START Input for this task
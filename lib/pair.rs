//! A maximally entangled pair of qubits in the Bell state ∣Φ⁺⟩.
//!
//! The pair is held as a fixed table of real amplitudes over the four joint
//! outcomes ∣00⟩, ∣01⟩, ∣10⟩, ∣11⟩, initially (1/√2, 0, 0, 1/√2). This is not
//! a general two-qubit simulator: the two members are defined to always agree,
//! so measuring either one fixes both recorded outcomes and collapses the
//! table onto ∣00⟩ or ∣11⟩. The collapse persists until [`EntangledPair::reset`].

use std::fmt;
use itertools::Itertools;
use nalgebra as na;
use rand::Rng;
use tracing::debug;
use crate::qubit::Outcome;

/// Label of a joint outcome of the pair, with qubit A written first.
#[derive(Copy, Clone, Debug, PartialEq, Eq, PartialOrd, Ord, Hash)]
pub enum BellLabel {
    /// ∣00⟩
    ZeroZero,
    /// ∣01⟩
    ZeroOne,
    /// ∣10⟩
    OneZero,
    /// ∣11⟩
    OneOne,
}

impl fmt::Display for BellLabel {
    fn fmt(&self, f: &mut fmt::Formatter<'_>) -> fmt::Result {
        match *self {
            Self::ZeroZero => write!(f, "00"),
            Self::ZeroOne => write!(f, "01"),
            Self::OneZero => write!(f, "10"),
            Self::OneOne => write!(f, "11"),
        }
    }
}

impl BellLabel {
    /// All four labels in table order.
    pub const ALL: [Self; 4]
        = [Self::ZeroZero, Self::ZeroOne, Self::OneZero, Self::OneOne];

    /// Position of the label in the amplitude table.
    pub fn index(self) -> usize {
        match self {
            Self::ZeroZero => 0,
            Self::ZeroOne => 1,
            Self::OneZero => 2,
            Self::OneOne => 3,
        }
    }

    /// Combine outcomes for qubits A and B.
    pub fn from_outcomes(a: Outcome, b: Outcome) -> Self {
        match (a, b) {
            (Outcome::Zero, Outcome::Zero) => Self::ZeroZero,
            (Outcome::Zero, Outcome::One ) => Self::ZeroOne,
            (Outcome::One,  Outcome::Zero) => Self::OneZero,
            (Outcome::One,  Outcome::One ) => Self::OneOne,
        }
    }

    /// Outcome for qubit A.
    pub fn a(self) -> Outcome {
        match self {
            Self::ZeroZero | Self::ZeroOne => Outcome::Zero,
            Self::OneZero | Self::OneOne => Outcome::One,
        }
    }

    /// Outcome for qubit B.
    pub fn b(self) -> Outcome {
        match self {
            Self::ZeroZero | Self::OneZero => Outcome::Zero,
            Self::ZeroOne | Self::OneOne => Outcome::One,
        }
    }
}

/// A Bell pair of qubits A and B.
#[derive(Clone, Debug, PartialEq)]
pub struct EntangledPair {
    amps: na::Vector4<f64>, // indexed by `BellLabel::index`
    outcomes: Option<(Outcome, Outcome)>, // (A, B), set once measured
}

impl Default for EntangledPair {
    fn default() -> Self { Self::new() }
}

impl fmt::Display for EntangledPair {
    fn fmt(&self, f: &mut fmt::Formatter<'_>) -> fmt::Result {
        let table
            = BellLabel::ALL.iter()
            .map(|l| format!("{}: {:.1}%", l, self.probability(*l) * 100.0))
            .join(", ");
        write!(f, "{}", table)
    }
}

impl EntangledPair {
    /// Create a new, unmeasured pair in ∣Φ⁺⟩.
    pub fn new() -> Self {
        use std::f64::consts::FRAC_1_SQRT_2 as ORT2;
        Self {
            amps: na::Vector4::new(ORT2, 0.0, 0.0, ORT2),
            outcomes: None,
        }
    }

    /// Restore ∣Φ⁺⟩ and forget any recorded measurements.
    pub fn reset(&mut self) -> &mut Self {
        *self = Self::new();
        self
    }

    /// Return the amplitude of a joint outcome.
    pub fn amplitude(&self, label: BellLabel) -> f64 { self.amps[label.index()] }

    /// Return the probability of a joint outcome.
    pub fn probability(&self, label: BellLabel) -> f64 {
        self.amplitude(label).powi(2)
    }

    /// Return `true` if either member has been measured since the last reset.
    pub fn is_measured(&self) -> bool { self.outcomes.is_some() }

    /// Return the recorded outcome for qubit A, if measured.
    pub fn measurement_a(&self) -> Option<Outcome> {
        self.outcomes.map(|(a, _)| a)
    }

    /// Return the recorded outcome for qubit B, if measured.
    pub fn measurement_b(&self) -> Option<Outcome> {
        self.outcomes.map(|(_, b)| b)
    }

    /// Measure qubit A.
    ///
    /// The first measurement of either member reads A as 0 with probability
    /// equal to the combined weight of ∣00⟩ and ∣11⟩, forces B to the same
    /// value, and collapses the amplitude table onto the realized joint
    /// outcome. For an untouched ∣Φ⁺⟩ that weight is 1, so A reads 0 without
    /// a draw. Later calls return the recorded value without drawing.
    pub fn measure_a<R>(&mut self, rng: &mut R) -> Outcome
    where R: Rng + ?Sized
    {
        self.collapse(rng).0
    }

    /// Measure qubit B.
    ///
    /// Triggers the same joint collapse as [`Self::measure_a`] if the pair has
    /// not been measured yet.
    pub fn measure_b<R>(&mut self, rng: &mut R) -> Outcome
    where R: Rng + ?Sized
    {
        self.collapse(rng).1
    }

    /// Return `true` if the pair has been measured and both members agree.
    pub fn are_correlated(&self) -> bool {
        matches!(self.outcomes, Some((a, b)) if a == b)
    }

    fn collapse<R>(&mut self, rng: &mut R) -> (Outcome, Outcome)
    where R: Rng + ?Sized
    {
        if let Some(outcomes) = self.outcomes { return outcomes; }
        // weight of the correlated outcomes; ≥ 1 for an untouched ∣Φ⁺⟩, in
        // which case A reads 0 without a draw
        let prob0
            = self.probability(BellLabel::ZeroZero)
            + self.probability(BellLabel::OneOne);
        let a = Outcome::draw(prob0, rng);
        let realized = BellLabel::from_outcomes(a, a);
        self.amps = na::Vector4::zeros();
        self.amps[realized.index()] = 1.0;
        self.outcomes = Some((a, a));
        debug!(prob0, %realized, "collapsed entangled pair");
        (a, a)
    }

    #[cfg(test)]
    fn with_amplitudes(amps: [f64; 4]) -> Self {
        Self { amps: na::Vector4::from(amps), outcomes: None }
    }
}

#[cfg(test)]
mod test {
    use super::*;
    use rand::{ rngs::{ mock::StepRng, StdRng }, SeedableRng };

    #[test]
    fn starts_in_bell_state() {
        let pair = EntangledPair::new();
        assert!(!pair.is_measured());
        assert!(!pair.are_correlated());
        assert_eq!(pair.measurement_a(), None);
        assert_eq!(pair.measurement_b(), None);
        let total: f64
            = BellLabel::ALL.iter().map(|l| pair.probability(*l)).sum();
        assert!((total - 1.0).abs() < 1e-12);
        assert_eq!(pair.amplitude(BellLabel::ZeroOne), 0.0);
        assert_eq!(pair.amplitude(BellLabel::OneZero), 0.0);
        assert_eq!(
            pair.to_string(),
            "00: 50.0%, 01: 0.0%, 10: 0.0%, 11: 50.0%",
        );
    }

    #[test]
    fn correlated_weight_is_certain() {
        let pair = EntangledPair::new();
        let prob0
            = pair.probability(BellLabel::ZeroZero)
            + pair.probability(BellLabel::OneOne);
        assert!(prob0 >= 1.0 - 1e-12);
    }

    #[test]
    fn measure_a_collapses_both() {
        let mut pair = EntangledPair::new();
        assert_eq!(pair.measure_a(&mut StepRng::new(u64::MAX, 0)), Outcome::Zero);
        assert!(pair.is_measured());
        assert!(pair.are_correlated());
        assert_eq!(pair.measurement_b(), Some(Outcome::Zero));
        assert_eq!(pair.amplitude(BellLabel::ZeroZero), 1.0);
        assert_eq!(pair.amplitude(BellLabel::OneOne), 0.0);
        assert_eq!(
            pair.to_string(),
            "00: 100.0%, 01: 0.0%, 10: 0.0%, 11: 0.0%",
        );
    }

    #[test]
    fn measure_b_collapses_both() {
        let mut pair = EntangledPair::new();
        assert_eq!(pair.measure_b(&mut StepRng::new(u64::MAX, 0)), Outcome::Zero);
        assert_eq!(pair.measurement_a(), Some(Outcome::Zero));
        assert_eq!(pair.amplitude(BellLabel::ZeroZero), 1.0);
        assert_eq!(pair.amplitude(BellLabel::OneOne), 0.0);
    }

    #[test]
    fn bell_measurement_draws_nothing() {
        for b_first in [false, true] {
            let mut rng = StdRng::seed_from_u64(10546);
            let mut untouched = rng.clone();
            let mut pair = EntangledPair::new();
            let outcome
                = if b_first {
                    pair.measure_b(&mut rng)
                } else {
                    pair.measure_a(&mut rng)
                };
            assert_eq!(outcome, Outcome::Zero);
            assert_eq!(rng.gen::<u64>(), untouched.gen::<u64>());
        }
    }

    #[test]
    fn collapse_is_permanent_until_reset() {
        let mut pair = EntangledPair::with_amplitudes([0.0, 1.0, 0.0, 0.0]);
        let mut lo = StepRng::new(0, 0);
        let mut hi = StepRng::new(u64::MAX, 0);
        assert_eq!(pair.measure_b(&mut lo), Outcome::One);
        assert_eq!(pair.amplitude(BellLabel::OneOne), 1.0);
        assert_eq!(pair.measure_a(&mut lo), Outcome::One);
        assert_eq!(pair.measure_b(&mut hi), Outcome::One);
        pair.reset();
        assert!(!pair.is_measured());
        assert_eq!(pair, EntangledPair::new());
        assert_eq!(pair.measure_b(&mut hi), Outcome::Zero);
        assert_eq!(pair.measure_a(&mut lo), Outcome::Zero);
    }

    #[test]
    fn partial_weight_draws() {
        // correlated weight 0.36
        let table = [0.6, 0.8, 0.0, 0.0];
        let mut pair = EntangledPair::with_amplitudes(table);
        assert_eq!(pair.measure_a(&mut StepRng::new(0, 0)), Outcome::Zero);
        assert_eq!(pair.amplitude(BellLabel::ZeroZero), 1.0);
        let mut pair = EntangledPair::with_amplitudes(table);
        assert_eq!(pair.measure_a(&mut StepRng::new(u64::MAX, 0)), Outcome::One);
        assert_eq!(pair.measurement_b(), Some(Outcome::One));
        assert_eq!(pair.amplitude(BellLabel::OneOne), 1.0);
    }

    #[test]
    fn either_order_agrees() {
        let mut rng = StdRng::seed_from_u64(10546);
        let mut pair = EntangledPair::new();
        for k in 0..100 {
            pair.reset();
            let (a, b)
                = if k % 2 == 0 {
                    let a = pair.measure_a(&mut rng);
                    (a, pair.measure_b(&mut rng))
                } else {
                    let b = pair.measure_b(&mut rng);
                    (pair.measure_a(&mut rng), b)
                };
            assert_eq!((a, b), (Outcome::Zero, Outcome::Zero));
            assert!(pair.are_correlated());
        }
    }

    #[test]
    fn labels() {
        for l in BellLabel::ALL {
            assert_eq!(BellLabel::from_outcomes(l.a(), l.b()), l);
            assert_eq!(BellLabel::ALL[l.index()], l);
        }
        assert_eq!(BellLabel::ALL.iter().join(" "), "00 01 10 11");
    }
}
//! Single-qubit gates acting on real amplitude pairs.
//!
//! Only the three gates needed for the demos are provided. Each one is its own
//! inverse and maps real amplitudes to real amplitudes.

use std::fmt;
use nalgebra as na;
use rand::Rng;

/// Description of a single-qubit gate.
#[derive(Copy, Clone, Debug, PartialEq, Eq, Hash)]
pub enum Gate {
    /// Hadamard
    H,
    /// π rotation about X (bit flip)
    X,
    /// π rotation about Z (phase flip)
    Z,
}

impl fmt::Display for Gate {
    fn fmt(&self, f: &mut fmt::Formatter<'_>) -> fmt::Result {
        match *self {
            Self::H => write!(f, "H"),
            Self::X => write!(f, "X"),
            Self::Z => write!(f, "Z"),
        }
    }
}

impl Gate {
    /// Return `true` if `self` is `H`.
    pub fn is_h(&self) -> bool { matches!(self, Self::H) }

    /// Return `true` if `self` is `X`.
    pub fn is_x(&self) -> bool { matches!(self, Self::X) }

    /// Return `true` if `self` is `Z`.
    pub fn is_z(&self) -> bool { matches!(self, Self::Z) }

    /// Return the gate as a matrix acting on column vectors of ∣0⟩, ∣1⟩
    /// amplitudes.
    pub fn matrix(self) -> na::Matrix2<f64> {
        use std::f64::consts::FRAC_1_SQRT_2 as ORT2;
        match self {
            Self::H => na::Matrix2::new(ORT2,  ORT2,
                                        ORT2, -ORT2),
            Self::X => na::Matrix2::new(0.0, 1.0,
                                        1.0, 0.0),
            Self::Z => na::Matrix2::new(1.0,  0.0,
                                        0.0, -1.0),
        }
    }

    /// Sample one of the three gates uniformly.
    pub fn sample<R>(rng: &mut R) -> Self
    where R: Rng + ?Sized
    {
        match rng.gen_range(0..3_usize) {
            0 => Self::H,
            1 => Self::X,
            2 => Self::Z,
            _ => unreachable!(),
        }
    }
}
END Input for this task
Please retype the top of the data exactly, down to and including the line that holds "outcomes and collapses the", and nothing further.

[Response below]
filename lib/pair.rs
//! A maximally entangled pair of qubits in the Bell state ∣Φ⁺⟩.
//!
//! The pair is held as a fixed table of real amplitudes over the four joint
//! outcomes ∣00⟩, ∣01⟩, ∣10⟩, ∣11⟩, initially (1/√2, 0, 0, 1/√2). This is not
//! a general two-qubit simulator: the two members are defined to always agree,
//! so measuring either one fixes both recorded outcomes and collapses the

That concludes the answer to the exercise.